→ REQUIRED ACTION:
Scan the records below for the word "scales". Copy each line where it appears.

Data records:
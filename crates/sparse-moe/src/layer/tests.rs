//! Tests for the composed layer.

use rand::SeedableRng;
use rand_chacha::ChaCha8Rng;

use super::*;
use crate::config::{MoeConfig, RoutingConfig};
use crate::error::MoeError;
use crate::experts::{Activation, Expert, ExpertBank, FeedForwardExpert, IdentityExpert, ScaledExpert};
use crate::routing::{LoadKind, Linear, Router};
use crate::types::Batch;

fn config(num_experts: usize, top_k: usize) -> MoeConfig {
    let mut config = MoeConfig::default();
    config.routing = RoutingConfig {
        noisy_gating: false,
        ..RoutingConfig::new(num_experts, top_k)
    };
    config
}

/// Router whose clean scores equal the summaries (D == E).
fn pass_through_router(config: &MoeConfig) -> Router {
    let e = config.routing.num_experts;
    let mut eye = vec![0.0; e * e];
    for i in 0..e {
        eye[i * e + i] = 1.0;
    }
    Router::with_weights(
        Linear::with_weights(e, e, eye).unwrap(),
        Linear::zeros(e, e).unwrap(),
        &config.routing,
    )
    .unwrap()
}

fn scaled_bank(scales: &[f32], dim: usize) -> ExpertBank {
    ExpertBank::new(
        scales
            .iter()
            .map(|&s| Box::new(ScaledExpert::new(dim, s)) as Box<dyn Expert>)
            .collect(),
    )
    .unwrap()
}

#[test]
fn test_four_unit_scenario_end_to_end() {
    let mut config = config(3, 2);
    config.combine.apply_weights = false;
    let router = pass_through_router(&config);
    let bank = ExpertBank::replicated(&IdentityExpert::new(1), 3).unwrap();
    let moe = SparseMoe::with_router(router, bank, &config).unwrap();

    let summaries = vec![
        5.0, 1.0, 3.0, //
        2.0, 6.0, 4.0, //
        0.0, 0.0, 9.0, //
        7.0, 7.0, 1.0,
    ];
    let batch = Batch::new(4, summaries, 3, vec![1.0, 2.0, 3.0, 4.0], 1).unwrap();
    let mut rng = ChaCha8Rng::seed_from_u64(0);
    let out = moe.forward(&batch, false, &mut rng).unwrap();

    assert_eq!(out.decision.weights.selected_experts(0), vec![0, 2]);
    assert_eq!(out.decision.weights.selected_experts(1), vec![1, 2]);
    assert_eq!(out.decision.weights.selected_experts(2), vec![0, 2]);
    assert_eq!(out.decision.weights.selected_experts(3), vec![0, 1]);
    assert_eq!(out.stats.total_edges(), 8);
    assert_eq!(out.stats.part_sizes, vec![3, 2, 3]);
    assert_eq!(out.stats.dropped_units, 0);

    // two identity experts per unit, unweighted
    assert_eq!(out.output.as_slice(), &[2.0, 4.0, 6.0, 8.0]);
}

#[test]
fn test_top1_dominant_expert_returns_its_raw_output() {
    let config = config(3, 1);
    let router = Router::with_weights(
        Linear::with_weights(1, 3, vec![0.0, 5.0, 0.0]).unwrap(),
        Linear::zeros(1, 3).unwrap(),
        &config.routing,
    )
    .unwrap();
    let bank = scaled_bank(&[1.0, 2.0, 3.0], 2);
    let moe = SparseMoe::with_router(router, bank, &config).unwrap();

    let payloads = vec![1.0, -1.0, 0.5, 4.0, 3.0, 3.0];
    let batch = Batch::new(3, vec![1.0; 3], 1, payloads.clone(), 2).unwrap();
    let mut rng = ChaCha8Rng::seed_from_u64(0);
    let out = moe.forward(&batch, false, &mut rng).unwrap();

    let expected: Vec<f32> = payloads.iter().map(|x| x * 2.0).collect();
    assert_eq!(out.output.as_slice(), expected.as_slice());
    assert_eq!(out.stats.idle_experts, 2);
}

#[test]
fn test_aux_loss_is_scaled_penalty() {
    let mut config = config(3, 1);
    config.routing.load_balance_coef = 0.5;
    let router = Router::with_weights(
        Linear::with_weights(1, 3, vec![0.0, 5.0, 0.0]).unwrap(),
        Linear::zeros(1, 3).unwrap(),
        &config.routing,
    )
    .unwrap();
    let moe = SparseMoe::with_router(router, scaled_bank(&[1.0, 1.0, 1.0], 1), &config).unwrap();

    let batch = Batch::self_summarized(4, vec![1.0; 4], 1).unwrap();
    let mut rng = ChaCha8Rng::seed_from_u64(0);
    let out = moe.forward(&batch, false, &mut rng).unwrap();

    // importance and load are both [0, 4, 0]: cv2 = 3 each
    assert!((out.fairness.loss - 6.0).abs() < 1e-4, "loss {}", out.fairness.loss);
    assert!((out.aux_loss - 3.0).abs() < 1e-4);
    assert_eq!(out.decision.load_kind, LoadKind::Counted);
}

#[test]
fn test_single_expert_layer_has_zero_aux_loss() {
    let config = config(1, 1);
    let bank = ExpertBank::replicated(&IdentityExpert::new(2), 1).unwrap();
    let moe = SparseMoe::new(2, bank, &config).unwrap();

    let batch = Batch::self_summarized(3, vec![1.0, 2.0, 3.0, 4.0, 5.0, 6.0], 2).unwrap();
    let mut rng = ChaCha8Rng::seed_from_u64(0);
    let out = moe.forward(&batch, false, &mut rng).unwrap();

    assert_eq!(out.aux_loss, 0.0);
    assert_eq!(out.output.as_slice(), batch.payloads());
}

#[test]
fn test_noisy_training_is_reproducible_for_a_seed() {
    let mut config = MoeConfig::default();
    config.routing = RoutingConfig::new(4, 2);
    assert!(config.routing.noisy_gating);

    let mut init_rng = ChaCha8Rng::seed_from_u64(3);
    let prototype = FeedForwardExpert::new(3, 6, 3, Activation::Gelu, &mut init_rng).unwrap();
    let bank = ExpertBank::replicated(&prototype, 4).unwrap();
    let moe = SparseMoe::with_random_init(3, bank, &config, &mut init_rng).unwrap();

    let payloads: Vec<f32> = (0..24).map(|i| (i as f32 * 0.37).sin()).collect();
    let batch = Batch::self_summarized(8, payloads, 3).unwrap();

    let first = moe
        .forward(&batch, true, &mut ChaCha8Rng::seed_from_u64(99))
        .unwrap();
    let second = moe
        .forward(&batch, true, &mut ChaCha8Rng::seed_from_u64(99))
        .unwrap();

    assert_eq!(first.output, second.output);
    assert_eq!(first.decision.load, second.decision.load);
    assert_eq!(first.decision.load_kind, LoadKind::Expected);
    assert!(first.decision.load.iter().all(|&l| (0.0..=8.0).contains(&l)));
}

#[test]
fn test_bank_size_must_match_num_experts() {
    let config = config(4, 2);
    let bank = ExpertBank::replicated(&IdentityExpert::new(2), 3).unwrap();
    let result = SparseMoe::new(2, bank, &config);
    assert!(matches!(result, Err(MoeError::ConfigError { .. })));
}

#[test]
fn test_invalid_config_is_rejected() {
    let config = config(2, 3);
    let bank = ExpertBank::replicated(&IdentityExpert::new(2), 2).unwrap();
    let result = SparseMoe::new(2, bank, &config);
    assert!(matches!(result, Err(MoeError::ConfigError { .. })));
}

#[test]
fn test_payload_width_mismatch_fails() {
    let config = config(2, 1);
    let bank = ExpertBank::replicated(&IdentityExpert::new(3), 2).unwrap();
    let moe = SparseMoe::new(2, bank, &config).unwrap();

    let batch = Batch::self_summarized(2, vec![1.0; 4], 2).unwrap();
    let mut rng = ChaCha8Rng::seed_from_u64(0);
    let result = moe.forward(&batch, false, &mut rng);
    assert!(matches!(
        result,
        Err(MoeError::DimensionMismatch {
            expected: 3,
            got: 2
        })
    ));
}
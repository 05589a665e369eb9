//! Expert bank with parallel per-partition execution.

use rayon::prelude::*;
use tracing::{debug, warn};

use crate::error::{MoeError, MoeResult};
use crate::types::{Partition, SubBatch};

use super::Expert;

/// Ordered collection of experts; slot `e` serves partition `e`.
///
/// # Example
///
/// ```rust
/// use sparse_moe::experts::{ExpertBank, ScaledExpert};
///
/// let bank = ExpertBank::replicated(&ScaledExpert::new(4, 2.0), 3).unwrap();
/// assert_eq!(bank.num_experts(), 3);
/// assert_eq!(bank.output_dim(), 4);
/// ```
#[derive(Debug)]
pub struct ExpertBank {
    experts: Vec<Box<dyn Expert>>,
    input_dim: usize,
    output_dim: usize,
}

impl ExpertBank {
    /// Create a bank from heterogeneous experts.
    ///
    /// # Errors
    ///
    /// - `MoeError::EmptyInput` if `experts` is empty
    /// - `MoeError::ConfigError` if experts disagree on input or output width
    pub fn new(experts: Vec<Box<dyn Expert>>) -> MoeResult<Self> {
        let first = experts.first().ok_or(MoeError::EmptyInput)?;
        let input_dim = first.input_dim();
        let output_dim = first.output_dim();

        if let Some((id, e)) = experts
            .iter()
            .enumerate()
            .find(|(_, e)| e.input_dim() != input_dim || e.output_dim() != output_dim)
        {
            return Err(MoeError::ConfigError {
                message: format!(
                    "expert {} has shape {}->{}, expected {}->{}",
                    id,
                    e.input_dim(),
                    e.output_dim(),
                    input_dim,
                    output_dim
                ),
            });
        }

        debug!(
            num_experts = experts.len(),
            input_dim, output_dim, "Created ExpertBank"
        );

        Ok(Self {
            experts,
            input_dim,
            output_dim,
        })
    }

    /// Create a bank of `num_experts` copies of one prototype.
    ///
    /// Every slot starts with identical parameters.
    ///
    /// # Errors
    ///
    /// Returns `MoeError::EmptyInput` if `num_experts` is 0.
    pub fn replicated<E>(prototype: &E, num_experts: usize) -> MoeResult<Self>
    where
        E: Expert + Clone + 'static,
    {
        let experts = (0..num_experts)
            .map(|_| Box::new(prototype.clone()) as Box<dyn Expert>)
            .collect();
        Self::new(experts)
    }

    #[inline]
    #[must_use]
    pub fn num_experts(&self) -> usize {
        self.experts.len()
    }

    #[inline]
    #[must_use]
    pub fn input_dim(&self) -> usize {
        self.input_dim
    }

    #[inline]
    #[must_use]
    pub fn output_dim(&self) -> usize {
        self.output_dim
    }

    /// Get the expert in slot `index`.
    ///
    /// # Errors
    ///
    /// Returns `MoeError::InvalidExpertIndex` if `index >= num_experts()`.
    pub fn expert(&self, index: usize) -> MoeResult<&dyn Expert> {
        self.experts
            .get(index)
            .map(|e| e.as_ref())
            .ok_or(MoeError::InvalidExpertIndex {
                index,
                max: self.experts.len(),
            })
    }

    /// Run every partition through its expert.
    ///
    /// Experts run in parallel. Empty partitions skip their expert and yield
    /// a zero-row [`SubBatch`]. Output `e` corresponds to partition `e`.
    ///
    /// # Errors
    ///
    /// - `MoeError::DimensionMismatch` if `partitions.len() != num_experts()`,
    ///   a partition's payload width differs from `input_dim()`, or an expert
    ///   returns the wrong number of values
    /// - `MoeError::ExpertError` if an expert fails
    pub fn run(&self, partitions: &[Partition]) -> MoeResult<Vec<SubBatch>> {
        if partitions.len() != self.experts.len() {
            return Err(MoeError::DimensionMismatch {
                expected: self.experts.len(),
                got: partitions.len(),
            });
        }
        if let Some(p) = partitions
            .iter()
            .find(|p| p.payload_dim() != self.input_dim)
        {
            return Err(MoeError::DimensionMismatch {
                expected: self.input_dim,
                got: p.payload_dim(),
            });
        }

        let output_dim = self.output_dim;
        partitions
            .par_iter()
            .zip(self.experts.par_iter())
            .enumerate()
            .map(|(expert_id, (partition, expert))| {
                if partition.is_empty() {
                    return Ok(SubBatch::empty(output_dim));
                }

                let rows = partition.len();
                let output = expert
                    .process(partition.payloads(), rows)
                    .map_err(|e| {
                        warn!(expert_id, rows, error = %e, "Expert failed");
                        match e {
                            MoeError::ExpertError { .. } => e,
                            other => MoeError::ExpertError {
                                expert_id,
                                message: other.to_string(),
                            },
                        }
                    })?;

                if output.len() != rows * output_dim {
                    warn!(
                        expert_id,
                        expected = rows * output_dim,
                        got = output.len(),
                        "Expert output length does not match its partition"
                    );
                    return Err(MoeError::DimensionMismatch {
                        expected: rows * output_dim,
                        got: output.len(),
                    });
                }

                SubBatch::new(output, rows, output_dim)
            })
            .collect()
    }
}
//! Activation functions for feed-forward expert hidden layers.

use serde::{Deserialize, Serialize};

/// Hidden-layer activation.
#[derive(Debug, Clone, Copy, PartialEq, Eq, Default, Serialize, Deserialize, clap::ValueEnum)]
#[serde(rename_all = "lowercase")]
pub enum Activation {
    /// Gaussian Error Linear Unit, tanh approximation
    #[default]
    Gelu,
    /// max(0, x)
    Relu,
    /// x * sigmoid(x)
    Silu,
}

impl Activation {
    /// Apply to one value.
    #[inline]
    pub fn apply(&self, x: f32) -> f32 {
        match self {
            Activation::Gelu => {
                const SQRT_2_OVER_PI: f32 = 0.797_884_6;
                const COEF: f32 = 0.044715;
                let inner = SQRT_2_OVER_PI * (x + COEF * x * x * x);
                x * 0.5 * (1.0 + inner.tanh())
            }
            Activation::Relu => x.max(0.0),
            Activation::Silu => x / (1.0 + (-x).exp()),
        }
    }

    /// Apply element-wise in place.
    pub fn apply_in_place(&self, values: &mut [f32]) {
        for v in values.iter_mut() {
            *v = self.apply(*v);
        }
    }
}
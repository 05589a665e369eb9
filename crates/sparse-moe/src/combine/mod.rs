//! Gather side of the MoE layer: sum expert outputs back into batch order.
//!
//! Expert outputs are walked in expert order and, within an expert, in
//! partition order (the order [`crate::dispatch`] produced). Each row is
//! optionally scaled by its routing weight and added into the accumulator
//! row of its original unit, so a unit routed to several experts receives
//! the sum of their weighted contributions.

mod combiner;

#[cfg(test)]
mod tests;

pub use combiner::{combine, Combiner};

→ TASK OUTPUT:
fn scaled_bank(scales: &[f32], dim: usize) -> ExpertBank {
        scales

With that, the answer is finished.